Their passage branched off into two tunnels. A soft, white glow emanated from one of them; the other looked like a black hole.

'Which way?' Thalia asked Nico.

Annabeth found herself hoping Nico would pick the pitch-black path, though she couldn't put her finger on what it was about the eerie light from the other tunnel that troubled her.

Something tugged at her memory, a thought that had been germinating since Nico had mentioned travelling through caves, back at the shrine of Hermes. She pictured the way the mountain ranges cut across the Dark Lands.

Diagonally.

She wasn't surprised when Nico pointed to the lighter path.

'It's not going to be easy,' he warned. 'If I'm right, the stuff that's in there...'

'Right, because it's all been a walk in the park so far,' said Thalia with a roll of her eyes. But she put her hand on her bow as if to reassure herself of its presence.

Percy nudged Annabeth's shoulder. 'What are you thinking?'

'I don't know.' Annabeth had always thought Nico's experience in the pit had been similar to hers and Percy's. Now she wondered if he had seen worse horrors deep in the bowels of Tartarus.

Going through the cave system had seemed like a good idea compared to leaping across the chasm of Chaos, but maybe they should have taken their chances with the Mansion of Night after all.

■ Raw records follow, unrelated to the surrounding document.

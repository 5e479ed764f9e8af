//! Correlation of outstanding requests to their eventual responses.
//!
//! Each proxy owns one [`PendingTable`] mapping request ids to single-use
//! settlement handles. Settlement removes the entry and fires the handle in
//! one step, with no await point between them, so no caller can observe a
//! resolved-but-still-pending state.

use std::collections::HashMap;
use std::future::Future;
use std::pin::Pin;
use std::sync::{Mutex, MutexGuard};
use std::task::{Context, Poll};

use serde_json::Value;
use tokio::sync::oneshot;

use crate::proxy::ProxyError;

/// What a settled request yields: the peer's resolve value, or an error.
pub type ReplyResult = Result<Value, ProxyError>;

/// Pending requests keyed by correlation id.
///
/// Entries persist until a matching response settles them: there is no
/// timeout at this layer, so a peer that never answers leaves the entry in
/// place for the table's lifetime.
#[derive(Default)]
pub struct PendingTable {
    entries: Mutex<HashMap<String, oneshot::Sender<ReplyResult>>>,
}

impl PendingTable {
    pub fn new() -> Self {
        Self::default()
    }

    /// Register a pending request, returning the future its caller awaits.
    pub fn register(&self, id: &str) -> ReplyFuture {
        let (tx, rx) = oneshot::channel();
        self.lock().insert(id.to_string(), tx);
        ReplyFuture { rx }
    }

    /// Settle the entry for `id`, removing it. Returns false when no entry
    /// matched (already settled or never registered) — the caller drops the
    /// response silently in that case.
    pub fn settle(&self, id: &str, result: ReplyResult) -> bool {
        let Some(tx) = self.lock().remove(id) else {
            return false;
        };
        // The receiver may already be gone; the entry is consumed either way.
        let _ = tx.send(result);
        true
    }

    pub fn len(&self) -> usize {
        self.lock().len()
    }

    pub fn is_empty(&self) -> bool {
        self.lock().is_empty()
    }

    fn lock(&self) -> MutexGuard<'_, HashMap<String, oneshot::Sender<ReplyResult>>> {
        match self.entries.lock() {
            Ok(guard) => guard,
            // Entries stay valid across a panic elsewhere; keep serving them.
            Err(poisoned) => poisoned.into_inner(),
        }
    }
}

/// Future returned by every outward proxy operation.
///
/// Settles exactly once, when a matching response is processed. A proxy
/// dropped with the request still outstanding yields [`ProxyError::Abandoned`].
pub struct ReplyFuture {
    rx: oneshot::Receiver<ReplyResult>,
}

impl ReplyFuture {
    /// A future that is already settled. Used for synchronous pre-flight
    /// failures where no frame is ever produced.
    pub(crate) fn settled(result: ReplyResult) -> Self {
        let (tx, rx) = oneshot::channel();
        let _ = tx.send(result);
        Self { rx }
    }

    pub(crate) fn failed(err: ProxyError) -> Self {
        Self::settled(Err(err))
    }
}

impl Future for ReplyFuture {
    type Output = ReplyResult;

    fn poll(mut self: Pin<&mut Self>, cx: &mut Context<'_>) -> Poll<Self::Output> {
        match Pin::new(&mut self.rx).poll(cx) {
            Poll::Ready(Ok(result)) => Poll::Ready(result),
            Poll::Ready(Err(_)) => Poll::Ready(Err(ProxyError::Abandoned)),
            Poll::Pending => Poll::Pending,
        }
    }
}

#[cfg(test)]
mod tests {
    use super::*;
    use serde_json::json;

    #[tokio::test]
    async fn register_and_settle_resolves() {
        let table = PendingTable::new();
        let reply = table.register("1");
        assert_eq!(table.len(), 1);

        assert!(table.settle("1", Ok(json!("done"))));
        assert!(table.is_empty());
        assert_eq!(reply.await.unwrap(), json!("done"));
    }

    #[tokio::test]
    async fn settle_carries_rejection() {
        let table = PendingTable::new();
        let reply = table.register("2");
        assert!(table.settle("2", Err(ProxyError::Rejected("nope".into()))));

        match reply.await {
            Err(ProxyError::Rejected(detail)) => assert_eq!(detail, "nope"),
            other => panic!("expected rejection, got {other:?}"),
        }
    }

    #[test]
    fn settle_unknown_id_is_noop() {
        let table = PendingTable::new();
        assert!(!table.settle("99", Ok(json!(true))));
    }

    #[test]
    fn settle_is_single_shot() {
        let table = PendingTable::new();
        let _reply = table.register("3");
        assert!(table.settle("3", Ok(json!(1))));
        assert!(!table.settle("3", Ok(json!(2))));
    }

    #[tokio::test]
    async fn dropped_table_abandons_waiters() {
        let table = PendingTable::new();
        let reply = table.register("4");
        drop(table);

        assert!(matches!(reply.await, Err(ProxyError::Abandoned)));
    }

    #[tokio::test]
    async fn pre_settled_future_is_immediate() {
        let reply = ReplyFuture::failed(ProxyError::Abandoned);
        assert!(matches!(reply.await, Err(ProxyError::Abandoned)));
    }
}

'I don't like this,' she admitted. 'But I think it's the way we have to go. Just—let's all hold hands, okay?'

It wasn't that holding hands made it any easier to traverse the tunnel. In fact, it was quite awkward to manoeuvre. However, no one objected. The air here was hostile and sinister, almost producing a constant hiss of rejection.

You don't belong here, it snarled at them.

Not that they belonged in Tartarus in the first place. But down here, that feeling was multiplied tenfold.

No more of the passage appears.